Photo © Adèle O’Lon

En salle
de Claire Baglin

Le roman de Claire Baglin assemble une mosaïque d’instants présents et passés. Quoique ce ne soit pas ouvertement son propos, il finit par installer un impressionnant état des lieux de la distribution des conditions par classes, plutôt que de la lutte des classes. Les parallèles s’autorisent quelques ondulations et s’ils ne se croisent pas exactement, se frôlent à l’occasion. C’est d’abord un roman à la fois froidement comportementaliste et méticuleusement sensoriel, si bien que l’enfance s’invite dans l’âge de raison de la narratrice par le biais de son rapport intense aux odeurs, aux textures, aux couleurs et aux lumières. Les scènes chronologiquement dispersées sont ainsi assemblées dans une continuité par un effet de résonance : « Alors qu’on court vers la dernière étape qui nous sépare de la béatitude, maman parvient à retenir Nico par la manche. Il n’a plus rien d’humain. Ses cheveux sont ébouriffés par l’électricité statique du manteau retiré, ses joues sont rouges, ses lacets traînent encore au sol et son pull est à l’envers, l’étiquette luisante de salive. Son visage est une énorme contrariété, il est fou, il veut en finir. Dans ses yeux brillent encore les nuggets qu’il a entrevus. » et au temps présent : « La manageuse s’appelle Caro. Elle a une attelle au poignet, des lunettes rectangles et les cheveux violets. Son visage est large, ses yeux sont maquillés. Il est facile de la reconnaître sans même la voir : elle est la seule à hurler, ne pas tolérer les brefs bavardages entre équipiers. Caro désigne la glace qui fond. Elle est effrayante parce qu’elle est imprévisible, capable de rester dans cette position un temps indéterminé. Elle saisit le sac et le secoue devant l’équipière et dit alors, alors, alors, alors, et puis elle prononce la sentence. »

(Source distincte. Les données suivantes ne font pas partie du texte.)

use std::collections::BTreeMap;
use std::fs::File;
use std::path::{Path, PathBuf};
use std::sync::Arc;

use arrow::array::{Array, Float64Array, Int64Array, StringArray, UInt32Array};
use arrow::datatypes::{DataType, Field, Schema};
use arrow::record_batch::RecordBatch;
use chrono::{DateTime, NaiveDateTime};
use ndarray::Array2;
use parquet::arrow::arrow_reader::ParquetRecordBatchReaderBuilder;
use parquet::arrow::ArrowWriter;
use parquet::file::properties::WriterProperties;

use crate::error::{PipelineError, Result};
use crate::models::{GridSpec, SourceFrame};
use crate::readers::InMemoryFrameSource;
use crate::utils::constants::GRID_SIDECAR_FILE;

/// One no-data-free raster pixel sample as stored in the frame Parquet
/// files (columns: timestamp, band, row, col, value).
#[derive(Debug, Clone)]
pub struct PixelObservation {
    pub timestamp: NaiveDateTime,
    pub band: String,
    pub row: u32,
    pub col: u32,
    pub value: f64,
}

/// Reads a directory of pixel-observation Parquet files plus a `grid.json`
/// sidecar into an in-memory frame source. Files are loaded concurrently.
pub struct ParquetFrameReader {
    max_workers: usize,
}

impl ParquetFrameReader {
    pub fn new(max_workers: usize) -> Self {
        Self { max_workers }
    }

    /// Load the grid definition stored next to the frame files
    pub fn load_grid(dir: &Path) -> Result<GridSpec> {
        let path = dir.join(GRID_SIDECAR_FILE);
        let file = File::open(&path).map_err(|e| {
            PipelineError::MissingData(format!("Cannot open {}: {}", path.display(), e))
        })?;
        let grid: GridSpec = serde_json::from_reader(std::io::BufReader::new(file))?;
        Ok(grid)
    }

    /// Read every Parquet file in the directory into one frame source
    pub async fn read_source_dir(&self, dir: &Path) -> Result<InMemoryFrameSource> {
        let grid = Self::load_grid(dir)?;

        let mut paths: Vec<PathBuf> = std::fs::read_dir(dir)?
            .filter_map(|entry| entry.ok().map(|e| e.path()))
            .filter(|p| p.extension().and_then(|e| e.to_str()) == Some("parquet"))
            .collect();
        paths.sort();

        if paths.is_empty() {
            return Err(PipelineError::MissingData(format!(
                "No Parquet frame files in {}",
                dir.display()
            )));
        }

        // Bounded fan-out: chunks of files read on blocking threads
        let mut observations: Vec<PixelObservation> = Vec::new();
        for chunk in paths.chunks(self.max_workers.max(1)) {
            let mut handles = Vec::with_capacity(chunk.len());
            for path in chunk {
                let path = path.clone();
                handles.push(tokio::task::spawn_blocking(move || {
                    Self::read_observations(&path)
                }));
            }
            for handle in handles {
                observations.extend(handle.await??);
            }
        }

        let frames = Self::assemble_frames(&grid, observations)?;
        InMemoryFrameSource::new(grid, frames)
    }

    /// Read one Parquet file of pixel observations
    pub fn read_observations(path: &Path) -> Result<Vec<PixelObservation>> {
        let file = File::open(path)?;
        let reader = ParquetRecordBatchReaderBuilder::try_new(file)?.build()?;

        let mut observations = Vec::new();
        for batch in reader {
            let batch = batch?;
            let timestamps = Self::column::<Int64Array>(&batch, "timestamp", path)?;
            let bands = Self::column::<StringArray>(&batch, "band", path)?;
            let rows = Self::column::<UInt32Array>(&batch, "row", path)?;
            let cols = Self::column::<UInt32Array>(&batch, "col", path)?;
            let values = Self::column::<Float64Array>(&batch, "value", path)?;

            for i in 0..batch.num_rows() {
                let timestamp = DateTime::from_timestamp(timestamps.value(i), 0)
                    .ok_or_else(|| {
                        PipelineError::InvalidFormat(format!(
                            "Invalid epoch timestamp {} in {}",
                            timestamps.value(i),
                            path.display()
                        ))
                    })?
                    .naive_utc();
                observations.push(PixelObservation {
                    timestamp,
                    band: bands.value(i).to_string(),
                    row: rows.value(i),
                    col: cols.value(i),
                    value: values.value(i),
                });
            }
        }
        Ok(observations)
    }

    fn column<'a, T: 'static>(
        batch: &'a RecordBatch,
        name: &str,
        path: &Path,
    ) -> Result<&'a T> {
        batch
            .column_by_name(name)
            .and_then(|col| col.as_any().downcast_ref::<T>())
            .ok_or_else(|| {
                PipelineError::InvalidFormat(format!(
                    "Missing or mistyped column '{}' in {}",
                    name,
                    path.display()
                ))
            })
    }

    /// Group observations by timestamp into dense NaN-initialized bands
    fn assemble_frames(
        grid: &GridSpec,
        observations: Vec<PixelObservation>,
    ) -> Result<Vec<SourceFrame>> {
        let (height, width) = grid.shape();
        let mut grouped: BTreeMap<NaiveDateTime, BTreeMap<String, Array2<f64>>> = BTreeMap::new();

        for obs in observations {
            let (row, col) = (obs.row as usize, obs.col as usize);
            if row >= height || col >= width {
                return Err(PipelineError::GridMismatch(format!(
                    "Observation at ({}, {}) outside {}x{} grid",
                    row, col, height, width
                )));
            }
            let band = grouped
                .entry(obs.timestamp)
                .or_default()
                .entry(obs.band)
                .or_insert_with(|| Array2::from_elem((height, width), f64::NAN));
            band[(row, col)] = obs.value;
        }

        Ok(grouped
            .into_iter()
            .map(|(timestamp, bands)| SourceFrame::new(timestamp, bands))
            .collect())
    }
}

impl Default for ParquetFrameReader {
    fn default() -> Self {
        Self::new(num_cpus::get())
    }
}

/// Write pixel observations to a Parquet file in the layout the reader
/// expects. Used for fixtures and by tooling that stages frame data.
pub fn write_observations(path: &Path, observations: &[PixelObservation]) -> Result<()> {
    let schema = Arc::new(Schema::new(vec![
        Field::new("timestamp", DataType::Int64, false),
        Field::new("band", DataType::Utf8, false),
        Field::new("row", DataType::UInt32, false),
        Field::new("col", DataType::UInt32, false),
        Field::new("value", DataType::Float64, false),
    ]));

    let timestamps =
        Int64Array::from_iter_values(observations.iter().map(|o| o.timestamp.and_utc().timestamp()));
    let bands: StringArray = observations.iter().map(|o| Some(o.band.as_str())).collect();
    let rows = UInt32Array::from_iter_values(observations.iter().map(|o| o.row));
    let cols = UInt32Array::from_iter_values(observations.iter().map(|o| o.col));
    let values = Float64Array::from_iter_values(observations.iter().map(|o| o.value));

    let batch = RecordBatch::try_new(
        schema.clone(),
        vec![
            Arc::new(timestamps),
            Arc::new(bands),
            Arc::new(rows),
            Arc::new(cols),
            Arc::new(values),
        ],
    )?;

    let file = File::create(path)?;
    let props = WriterProperties::builder().build();
    let mut writer = ArrowWriter::try_new(file, schema, Some(props))?;
    writer.write(&batch)?;
    writer.close()?;
    Ok(())
}

/// Write the grid sidecar next to frame files
pub fn write_grid_sidecar(dir: &Path, grid: &GridSpec) -> Result<()> {
    let file = File::create(dir.join(GRID_SIDECAR_FILE))?;
    serde_json::to_writer_pretty(std::io::BufWriter::new(file), grid)?;
    Ok(())
}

En dehors du phénomène d’écho autour du même lieu et de la condition d’outil jetable et malmené, partagée par le père et la fille à quelques années d’intervalle, les prolos étant à la fois la main-d’œuvre et la clientèle de ces énormes dispositifs commerciaux bouffant les continents pour extraire de la pulpe de chair de populo des milliers de tonnes de pognon, tant sur les salaires que sur les prix de production, Claire Baglin met en lumière le rapport de subordination que la société de consommation institue par rapport aux objets, en quoi les classes sociales se définissent aussi par leur rapport aux objets : rapport d’aliénation à des objets proliférant à la sénescence galopante dans la famille ouvrière, rapport de domestication relative d’objets triés sur le volet et de qualité dans la bourgeoisie, mais cette maîtrise théorique est burlesquement relativisée dans une scène d’anthologie où un meuble coûteux mobilise des forces incompétentes avant de se fracasser en bas d’un escalier. L’ensevelissement sous des tonnes d’objets déliquescents se mue en malédiction génétique chez les prolétaires « …c’est héréditaire c’est pas possible… » mais la malveillante puissance des objets n’épargne pas la bourgeoisie, et la scène inaugurale de l’introduction populaire dans un décor bourgeois est hilarante : « Sur la gauche un escalier blanc qui monte aux étages et à côté trois portes, encore une petite table qui ne sert à rien, un miroir aux bordures dorées dessus, un faux bordel, un bordel qui ment, le vrai est saturé de poussière et de bouloches. Ils n’y connaissent rien en bordel. »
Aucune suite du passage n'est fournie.